» **Task item**: The line containing "async fn spawn_server()" marks the end: output every line of the data up to it, and that line too, exactly as written.

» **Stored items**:
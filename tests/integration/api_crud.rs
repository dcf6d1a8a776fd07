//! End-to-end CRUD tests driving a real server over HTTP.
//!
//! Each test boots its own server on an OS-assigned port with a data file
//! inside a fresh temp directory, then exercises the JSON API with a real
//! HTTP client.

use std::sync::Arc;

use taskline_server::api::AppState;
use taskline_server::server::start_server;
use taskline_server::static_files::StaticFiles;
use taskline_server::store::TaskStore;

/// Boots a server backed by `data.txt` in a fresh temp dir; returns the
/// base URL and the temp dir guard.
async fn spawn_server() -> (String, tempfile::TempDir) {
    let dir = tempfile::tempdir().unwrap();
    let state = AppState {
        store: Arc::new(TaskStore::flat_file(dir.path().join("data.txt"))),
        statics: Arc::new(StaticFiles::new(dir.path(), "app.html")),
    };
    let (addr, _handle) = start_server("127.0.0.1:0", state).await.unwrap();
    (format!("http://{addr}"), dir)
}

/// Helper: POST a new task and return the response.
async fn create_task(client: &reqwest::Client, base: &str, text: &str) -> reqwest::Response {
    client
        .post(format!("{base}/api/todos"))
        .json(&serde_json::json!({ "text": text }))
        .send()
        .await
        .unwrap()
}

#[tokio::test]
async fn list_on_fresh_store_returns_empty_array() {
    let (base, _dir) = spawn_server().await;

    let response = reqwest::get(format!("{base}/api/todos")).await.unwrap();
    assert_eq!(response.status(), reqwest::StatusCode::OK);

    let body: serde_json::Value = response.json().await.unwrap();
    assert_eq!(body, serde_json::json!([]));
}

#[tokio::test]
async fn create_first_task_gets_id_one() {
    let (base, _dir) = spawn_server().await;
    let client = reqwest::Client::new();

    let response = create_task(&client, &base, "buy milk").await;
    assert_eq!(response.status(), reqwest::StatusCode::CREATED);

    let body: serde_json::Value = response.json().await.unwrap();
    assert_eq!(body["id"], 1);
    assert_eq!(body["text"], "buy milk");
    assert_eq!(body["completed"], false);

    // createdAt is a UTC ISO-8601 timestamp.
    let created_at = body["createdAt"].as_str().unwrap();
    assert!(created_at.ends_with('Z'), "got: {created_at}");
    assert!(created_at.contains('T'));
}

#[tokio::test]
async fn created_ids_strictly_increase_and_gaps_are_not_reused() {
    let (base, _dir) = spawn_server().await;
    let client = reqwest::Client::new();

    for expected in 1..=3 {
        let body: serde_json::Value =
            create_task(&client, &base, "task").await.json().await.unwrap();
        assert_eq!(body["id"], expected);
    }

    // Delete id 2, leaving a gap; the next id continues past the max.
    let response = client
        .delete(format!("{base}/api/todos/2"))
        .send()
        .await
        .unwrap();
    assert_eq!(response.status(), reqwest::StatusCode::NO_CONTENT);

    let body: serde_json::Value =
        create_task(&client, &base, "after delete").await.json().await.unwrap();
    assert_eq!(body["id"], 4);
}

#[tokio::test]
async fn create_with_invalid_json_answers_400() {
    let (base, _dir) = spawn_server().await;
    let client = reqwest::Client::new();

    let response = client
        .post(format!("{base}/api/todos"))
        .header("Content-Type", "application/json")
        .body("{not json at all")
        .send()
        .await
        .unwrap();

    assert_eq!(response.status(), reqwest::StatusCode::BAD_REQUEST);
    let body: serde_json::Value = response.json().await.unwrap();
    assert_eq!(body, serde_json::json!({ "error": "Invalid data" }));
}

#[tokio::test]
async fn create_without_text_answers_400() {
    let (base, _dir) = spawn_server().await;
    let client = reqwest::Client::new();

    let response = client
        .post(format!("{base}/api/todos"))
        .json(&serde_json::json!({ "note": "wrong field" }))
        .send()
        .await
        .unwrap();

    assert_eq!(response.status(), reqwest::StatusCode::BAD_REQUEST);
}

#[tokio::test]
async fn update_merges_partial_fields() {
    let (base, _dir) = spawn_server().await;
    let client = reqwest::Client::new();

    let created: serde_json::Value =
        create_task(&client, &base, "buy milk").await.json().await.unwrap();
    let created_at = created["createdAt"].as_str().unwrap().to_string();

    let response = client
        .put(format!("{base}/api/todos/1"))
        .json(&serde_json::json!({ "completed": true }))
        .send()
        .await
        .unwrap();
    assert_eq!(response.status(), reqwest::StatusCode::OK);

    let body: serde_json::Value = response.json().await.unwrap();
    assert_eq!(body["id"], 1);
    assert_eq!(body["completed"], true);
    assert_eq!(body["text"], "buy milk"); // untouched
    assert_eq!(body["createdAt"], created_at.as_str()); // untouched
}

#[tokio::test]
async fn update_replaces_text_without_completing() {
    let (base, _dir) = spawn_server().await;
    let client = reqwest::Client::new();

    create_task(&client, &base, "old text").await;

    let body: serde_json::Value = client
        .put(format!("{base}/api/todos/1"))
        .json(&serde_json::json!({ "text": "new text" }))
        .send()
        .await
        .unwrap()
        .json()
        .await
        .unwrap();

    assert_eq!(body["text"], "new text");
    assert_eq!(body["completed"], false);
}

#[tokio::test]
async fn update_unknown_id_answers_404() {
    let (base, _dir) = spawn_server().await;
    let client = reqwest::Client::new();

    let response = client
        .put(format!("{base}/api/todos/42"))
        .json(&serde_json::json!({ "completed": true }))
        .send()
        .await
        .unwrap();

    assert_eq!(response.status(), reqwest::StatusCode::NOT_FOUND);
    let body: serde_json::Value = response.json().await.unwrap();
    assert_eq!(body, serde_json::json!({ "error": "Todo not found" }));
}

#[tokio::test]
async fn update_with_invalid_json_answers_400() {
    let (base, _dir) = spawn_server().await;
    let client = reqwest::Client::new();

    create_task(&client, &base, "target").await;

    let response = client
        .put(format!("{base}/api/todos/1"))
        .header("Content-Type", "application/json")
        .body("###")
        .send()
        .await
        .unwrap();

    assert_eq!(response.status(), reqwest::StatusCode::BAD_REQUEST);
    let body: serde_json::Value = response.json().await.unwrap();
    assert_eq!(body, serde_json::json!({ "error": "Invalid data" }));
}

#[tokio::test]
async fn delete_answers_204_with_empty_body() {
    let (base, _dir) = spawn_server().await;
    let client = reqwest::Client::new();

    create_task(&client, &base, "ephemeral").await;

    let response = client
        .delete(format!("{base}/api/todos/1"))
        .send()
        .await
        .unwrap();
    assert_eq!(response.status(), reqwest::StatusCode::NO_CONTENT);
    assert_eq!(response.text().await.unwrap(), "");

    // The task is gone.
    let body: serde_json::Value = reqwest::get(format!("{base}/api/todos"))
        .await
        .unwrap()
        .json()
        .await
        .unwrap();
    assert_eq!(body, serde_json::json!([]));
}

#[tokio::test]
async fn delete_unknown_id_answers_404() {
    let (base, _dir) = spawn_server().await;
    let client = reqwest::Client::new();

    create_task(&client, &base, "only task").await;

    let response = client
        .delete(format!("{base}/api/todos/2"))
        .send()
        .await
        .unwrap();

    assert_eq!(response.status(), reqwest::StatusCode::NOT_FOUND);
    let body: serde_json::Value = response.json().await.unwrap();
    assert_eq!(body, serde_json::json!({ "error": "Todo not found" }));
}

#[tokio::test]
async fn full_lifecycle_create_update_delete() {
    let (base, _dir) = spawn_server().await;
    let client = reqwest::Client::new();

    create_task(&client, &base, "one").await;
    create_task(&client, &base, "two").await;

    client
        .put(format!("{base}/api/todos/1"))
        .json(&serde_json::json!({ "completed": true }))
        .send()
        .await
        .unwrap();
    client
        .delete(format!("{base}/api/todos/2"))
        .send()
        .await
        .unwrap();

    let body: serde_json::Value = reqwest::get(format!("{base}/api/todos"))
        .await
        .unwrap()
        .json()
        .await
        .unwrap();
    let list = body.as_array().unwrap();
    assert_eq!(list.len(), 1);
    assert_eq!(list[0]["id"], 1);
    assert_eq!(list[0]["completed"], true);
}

» **Final answer**:
filename tests/integration/api_crud.rs
repository dcf6d1a8a776fd07
//! End-to-end CRUD tests driving a real server over HTTP.
//!
//! Each test boots its own server on an OS-assigned port with a data file
//! inside a fresh temp directory, then exercises the JSON API with a real
//! HTTP client.

use std::sync::Arc;

use taskline_server::api::AppState;
use taskline_server::server::start_server;
use taskline_server::static_files::StaticFiles;
use taskline_server::store::TaskStore;

/// Boots a server backed by `data.txt` in a fresh temp dir; returns the
/// base URL and the temp dir guard.
async fn spawn_server() -> (String, tempfile::TempDir) {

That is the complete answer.